Confirmatory testing could be omitted in patients with bPAC ≥ 30.85 in the presence of bPRA ≤ 0.6.

Introduction

Primary aldosteronism (PA) was first described by Conn in 1955 in a patient presenting with resistant hypertension and hypokalemia and who was found to have an aldosterone-secreting adrenal adenoma (1). Classically, PA is diagnosed in the presence of hypokalemia, elevated plasma aldosterone concentration (PAC), suppressed plasma renin activity (PRA), and a unilateral adrenal tumor. However, not all patients with PA have all of these findings. Because only a minority of patients with PA (9%–37%) have hypokalemia, guidelines recommend that, regardless of serum potassium concentration, patients suspected of having PA be screened by simultaneously measuring PAC, PRA, and the PAC/PRA ratio (also known as the aldosterone-to-renin ratio [ARR]). If screening reveals an elevated ARR, confirmatory tests are recommended to exclude false-positive results (2).

In Japan, patients with an elevated ARR on screening are advised to undergo confirmatory tests, which may include the captopril challenge test (CCT), saline infusion test (SIT), or furosemide upright test (FUT) (3). Two additional testing procedures, the oral sodium loading test and the fludrocortisone suppression test, are also recommended by the Endocrine Society to diagnose PA (2). However, in patients with typical PA manifestations along with a high ARR and an elevated PAC, it may be possible to diagnose PA without further confirmatory testing. Indeed, the Endocrine Society guidelines state that confirmatory tests may be unnecessary if the patient has spontaneous hypokalemia, PRA below detection levels, and a PAC > 20 ng/dL (2). The French Endocrine Society guideline also recommends that PA is positively diagnosed without further testing in the presence of an elevated ARR and a PAC > 550 pmol/L (20 ng/dL) (4). However, those guidelines for omission of confirmatory testing are based on limited evidence from single-center cohorts (5, 6). Therefore, a cutoff value of PAC indicating that confirmatory testing is unnecessary for a definitive diagnosis of PA warrants further investigation.

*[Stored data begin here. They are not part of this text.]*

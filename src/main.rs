use std::path::{Path, PathBuf};
use std::sync::Arc;
use std::time::Duration;

use clap::{Parser, Subcommand};
use tokio::io::{AsyncBufReadExt, BufReader, Lines, Stdin};
use tokio::sync::broadcast;
use tracing::{info, warn};

use claim_intake::claims::{ClaimStatus, ClaimsView};
use claim_intake::client::HttpIntakeClient;
use claim_intake::config::AppConfig;
use claim_intake::models::{ChatMessage, MessageRole, ScreenKind};
use claim_intake::service::chat_screen::{backend_for, ChatScreen};
use claim_intake::service::intake_service::IntakeService;
use claim_intake::service::terms_gate::{TermsContent, TermsGate};
use claim_intake::speech::{CaptureState, ScriptedRecognizer, SpeechRecognizer, UnavailableRecognizer};
use claim_intake::store::terms_store::FileTermsStore;

const TRANSCRIPT_GAP: Duration = Duration::from_secs(2);

#[derive(Parser)]
#[command(name = "claim-intake", version, about = "Conversational insurance intake client")]
struct Cli {
    /// Base URL of the intake service (overrides INTAKE_API_BASE_URL)
    #[arg(long)]
    base_url: Option<String>,

    /// Where terms acceptance is remembered (overrides TERMS_STATE_PATH)
    #[arg(long)]
    state_path: Option<PathBuf>,

    #[command(subcommand)]
    command: Command,
}

#[derive(Subcommand)]
enum Command {
    /// Chat with one of the intake screens
    Chat {
        #[arg(long, default_value = "signup")]
        screen: ScreenKind,
        /// Specialist for the verify screen, by name or specialty
        #[arg(long)]
        specialist: Option<String>,
        /// File of utterances, one per line, played back as speech input
        #[arg(long)]
        transcripts: Option<PathBuf>,
    },
    /// Show the terms gate and record acceptance
    Terms,
    /// List claims for a status (approved, pending, rejected)
    Claims { status: ClaimStatus },
}

type StdinLines = Lines<BufReader<Stdin>>;

#[tokio::main]
async fn main() -> anyhow::Result<()> {
    // Logs go to stderr so the transcript on stdout stays readable
    tracing_subscriber::fmt()
        .with_env_filter(
            tracing_subscriber::EnvFilter::try_from_default_env()
                .unwrap_or_else(|_| "claim_intake=info".into()),
        )
        .with_writer(std::io::stderr)
        .init();

    let cli = Cli::parse();

    // ── Configuration ─────────────────────────────────────────────────────────
    let mut config = AppConfig::from_env()?;
    if let Some(url) = cli.base_url {
        config.intake_base_url = url;
    }
    if let Some(path) = cli.state_path {
        config.terms_state_path = path;
    }
    info!(base_url = %config.intake_base_url, "configuration loaded");

    let client = HttpIntakeClient::new(&config.intake_base_url);
    let mut lines = BufReader::new(tokio::io::stdin()).lines();

    match cli.command {
        Command::Claims { status } => {
            print!("{}", ClaimsView::for_status(status).render());
        }
        Command::Terms => {
            let accepted = run_terms_gate(&config, &client, &mut lines).await?;
            println!("{}", if accepted { "Terms accepted." } else { "Terms not accepted." });
        }
        Command::Chat { screen, specialist, transcripts } => {
            if !run_terms_gate(&config, &client, &mut lines).await? {
                return Ok(());
            }
            let recognizer = recognizer_from(transcripts.as_deref()).await?;
            run_chat(&config, &client, screen, specialist, recognizer, &mut lines).await?;
        }
    }

    Ok(())
}

/// Returns `true` once the user has accepted, now or in an earlier session.
async fn run_terms_gate(
    config: &AppConfig,
    client: &HttpIntakeClient,
    lines: &mut StdinLines,
) -> anyhow::Result<bool> {
    let store = Arc::new(FileTermsStore::new(&config.terms_state_path));
    let mut gate = TermsGate::startup(store).await;
    if !gate.is_blocking() {
        return Ok(true);
    }

    gate.load_content(client).await;
    println!("── Terms and Conditions ──");
    match gate.content() {
        TermsContent::Loading => println!("Loading Terms and Conditions..."),
        TermsContent::Loaded(text) => println!("{text}"),
        TermsContent::Failed(message) => println!("{message}"),
    }

    loop {
        println!("I accept the Terms and Conditions [y/n, q to quit]:");
        let Some(answer) = lines.next_line().await? else {
            return Ok(false);
        };
        match answer.trim().to_lowercase().as_str() {
            "q" | "quit" => return Ok(false),
            "y" | "yes" => gate.set_checked(true),
            _ => gate.set_checked(false),
        }
        match gate.accept().await {
            Ok(()) => return Ok(true),
            Err(e) => println!("{e}"),
        }
    }
}

async fn recognizer_from(transcripts: Option<&Path>) -> anyhow::Result<Arc<dyn SpeechRecognizer>> {
    let Some(path) = transcripts else {
        return Ok(Arc::new(UnavailableRecognizer));
    };
    let raw = tokio::fs::read_to_string(path).await?;
    let utterances: Vec<String> = raw
        .lines()
        .map(str::trim)
        .filter(|l| !l.is_empty())
        .map(str::to_string)
        .collect();
    info!(count = utterances.len(), "loaded scripted transcripts");
    Ok(Arc::new(ScriptedRecognizer::new(utterances).with_gap(TRANSCRIPT_GAP)))
}

async fn run_chat(
    config: &AppConfig,
    client: &HttpIntakeClient,
    kind: ScreenKind,
    specialist: Option<String>,
    recognizer: Arc<dyn SpeechRecognizer>,
    lines: &mut StdinLines,
) -> anyhow::Result<()> {
    let intake = IntakeService::new(backend_for(kind, client, config.simulated_reply_delay));
    let mut screen =
        ChatScreen::open(kind, intake, recognizer, config.recognition_settings()).await;

    if let Some(query) = specialist {
        screen.select_specialist(&query).await?;
    }

    let updates = screen.thread().subscribe();
    for message in screen.thread().all().await {
        print_turn(&message);
    }
    let renderer = tokio::spawn(render_turns(updates));

    println!("Type a message. Commands: /mic, /attach <file>, /specialist <name>, /quit");
    while let Some(line) = lines.next_line().await? {
        let line = line.trim();
        match line.split_once(' ').unwrap_or((line, "")) {
            ("/quit", _) => break,
            ("/mic", _) => match screen.toggle_recording() {
                CaptureState::Capturing => println!("(listening…)"),
                CaptureState::Idle if screen.speech_supported() => {
                    println!("(stopped after {}s)", screen.recording_seconds())
                }
                CaptureState::Idle => println!("(speech input is not available)"),
            },
            ("/attach", path) => {
                if let Err(e) = screen.attach(Path::new(path.trim())).await {
                    println!("{e}");
                }
            }
            ("/specialist", query) => match screen.select_specialist(query).await {
                Ok(s) => println!("(now talking to {} – {})", s.name, s.specialty),
                Err(e) => println!("{e}"),
            },
            _ => {
                screen.send(line).await;
            }
        }
    }

    screen.stop_recording();
    renderer.abort();
    Ok(())
}

async fn render_turns(mut updates: broadcast::Receiver<ChatMessage>) {
    loop {
        match updates.recv().await {
            Ok(message) => print_turn(&message),
            Err(broadcast::error::RecvError::Lagged(skipped)) => {
                warn!("renderer skipped {skipped} turns");
            }
            Err(broadcast::error::RecvError::Closed) => break,
        }
    }
}

fn print_turn(message: &ChatMessage) {
    let who = match (message.role, message.is_attachment) {
        (MessageRole::User, true) => "you 📎",
        (MessageRole::User, false) => "you",
        (MessageRole::Bot, _) => "bot",
    };
    println!("[{who}] {}", message.text);
}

The aim of this study of a multi-institutional cohort was to determine cutoff values of baseline PAC and/or ARR that would render confirmatory testing unnecessary. Therefore, we investigated patients diagnosed with PA, comparing clinical characteristics and baseline blood test results among those with or without positive results in 2 common confirmatory tests, CCT and/or SIT. The intent was to identify cutoff values for baseline PAC and/or ARR that were predictive of a positive CCT or SIT, thus obviating the need for further confirmatory testing.

Material and Methods

Design and patients

This retrospective study was conducted as a part of the Japan Primary Aldosteronism Study (JPAS) and the Japan Rare/Intractable Adrenal Diseases Study (JRAS) that are based on a nation-wide PA registry established in 41 centers, comprising 22 university hospitals and 19 city hospitals. Patients 20 to 90 years of age who were diagnosed with PA and who underwent adrenal venous sampling (AVS) from January 2006 to March 2019 were entered in the registry.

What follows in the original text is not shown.